## PROJECT TITLE: CUSTOMER TRANSACTIONS

#### Data Analysis by: Kwabena Boateng

In [None]:
import numpy as np
import pandas as pd
import seaborn as sns
import plotly.express as px
import matplotlib.pyplot as plt

from datetime import datetime

from sklearn.preprocessing import LabelEncoder 

### LOAD DATASET

In [None]:
customer_transactions = pd.read_csv("C:/Users/KWABENABOATENG/Desktop/DATA ANALYSIS/PERSONAL/CUSTOMER TRANSACTIONS PROJECT/sample_dataset.csv")

customer_transactions

### DATA UNDERSTANDING

The dataset used for this project is stored in the data/ directory. The data consists of customer transaction records with the following columns:

* customer_id: Unique identifier for each customer.
* Name: First name of the customer.
* Surname: Last name of the customer.
* Gender: the sexual orientation of the customer.
* Birthdate: the day, month and year the customer was born.
* Transaction Amount: Amount of transaction made.
* Date: Date of the transaction.
* Merchant Name: the name of the merchant making the transactions.
* Category: Product category.

### DATA PREPARATION

#### CHECK NUMBER OF COLUMNS AND ROWS IN THE DATASET.

In [None]:
print('The number of rows and columns in this dataset is', customer_transactions.shape, 'respectively')

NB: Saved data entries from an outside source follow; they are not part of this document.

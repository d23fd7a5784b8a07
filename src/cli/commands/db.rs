use clap::Subcommand;
use serde_json::{json, Map, Value};

use crate::cli::utils::output_success;
use crate::cli::OutputFormat;
use crate::database::DatabaseManager;

const TABLES: &[&str] = &[
    "program_studi",
    "users",
    "profil_lulusan",
    "cpl",
    "mata_kuliah",
    "cpmk",
    "bahan_kajian",
    "kurikulum",
    "pl_cpl_mapping",
    "cpmk_cpl_mapping",
    "cpl_bk_mapping",
    "bk_mk_mapping",
    "kurikulum_cpl_mapping",
    "kurikulum_mk_mapping",
    "pl_mk_mapping",
    "cpl_mk_mapping",
];

#[derive(Subcommand)]
pub enum DbCommands {
    #[command(about = "Apply pending migrations")]
    Migrate,

    #[command(about = "Check connectivity and count rows per table")]
    Check,
}

pub async fn handle(cmd: DbCommands, output_format: OutputFormat) -> anyhow::Result<()> {
    match cmd {
        DbCommands::Migrate => {
            DatabaseManager::migrate().await?;
            output_success(output_format, "Migrations applied", None)
        }
        DbCommands::Check => {
            DatabaseManager::health_check().await?;
            let pool = DatabaseManager::pool().await?;

            let mut counts = Map::new();
            for table in TABLES {
                let count: i64 = sqlx::query_scalar(&format!("SELECT COUNT(*) FROM \"{}\"", table))
                    .fetch_one(&pool)
                    .await?;
                counts.insert(table.to_string(), json!(count));
            }
            output_success(output_format, "Database reachable", Some(Value::Object(counts)))
        }
    }
}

#### CHECK THE STRUCTURE OF THE DATASET

In [None]:
#Show all the names of the columns in this dataset.

customer_transactions.columns

In [None]:
#Rename columns title.
customer_transactions = customer_transactions.rename(columns={'Name': 'First Name', 'Surname': 'Last Name', 'Birthdate': 'Date of Birth'})

In [None]:
#top first (5)records of the dataset.

customer_transactions.head()

In [None]:
customer_transactions.info()

#### CHECK FOR MISSING VALUES

In [None]:
customer_transactions.isna().sum()

In [None]:
Total_MV = customer_transactions.isna().sum().sum()
print('The total number of missing values in this dataset is', Total_MV)

In [None]:
#Check for the percentage for the missing values.

missing_gender = customer_transactions['Gender'].isnull().sum()
total_rows = len(customer_transactions)
missing_percentage = (missing_gender / total_rows) * 100

print(f"Missing Gender Values: {missing_gender} ({missing_percentage:.2f}%)")

#### INSIGHTS

The results showed that there are 5,047 missing values in the Gender column of the dataset. The percentage of the missing value sums up to 10.09% which is quite a huge percentage.


In dealing with this, I will replace all the missing values in the gender column to UNDEFINED.

This will presuppose that the sexual and gender orientation was not available for them to select, hence they left that field empty.

#### DEALING WITH THE MISSING VALUES IN THE GENDER COLUMN

In [None]:
#Checking for the unique values in the Gender column.

customer_transactions['Gender'].unique()

In [None]:
#Checking for the count of the unique values in the Gender column.

customer_transactions['Gender'].value_counts()

In [None]:
#Replace missing values in the gender column with undefined.

customer_transactions['Gender'].fillna('Undefined', inplace=True)

In [None]:
#Replace gender initials with the full word.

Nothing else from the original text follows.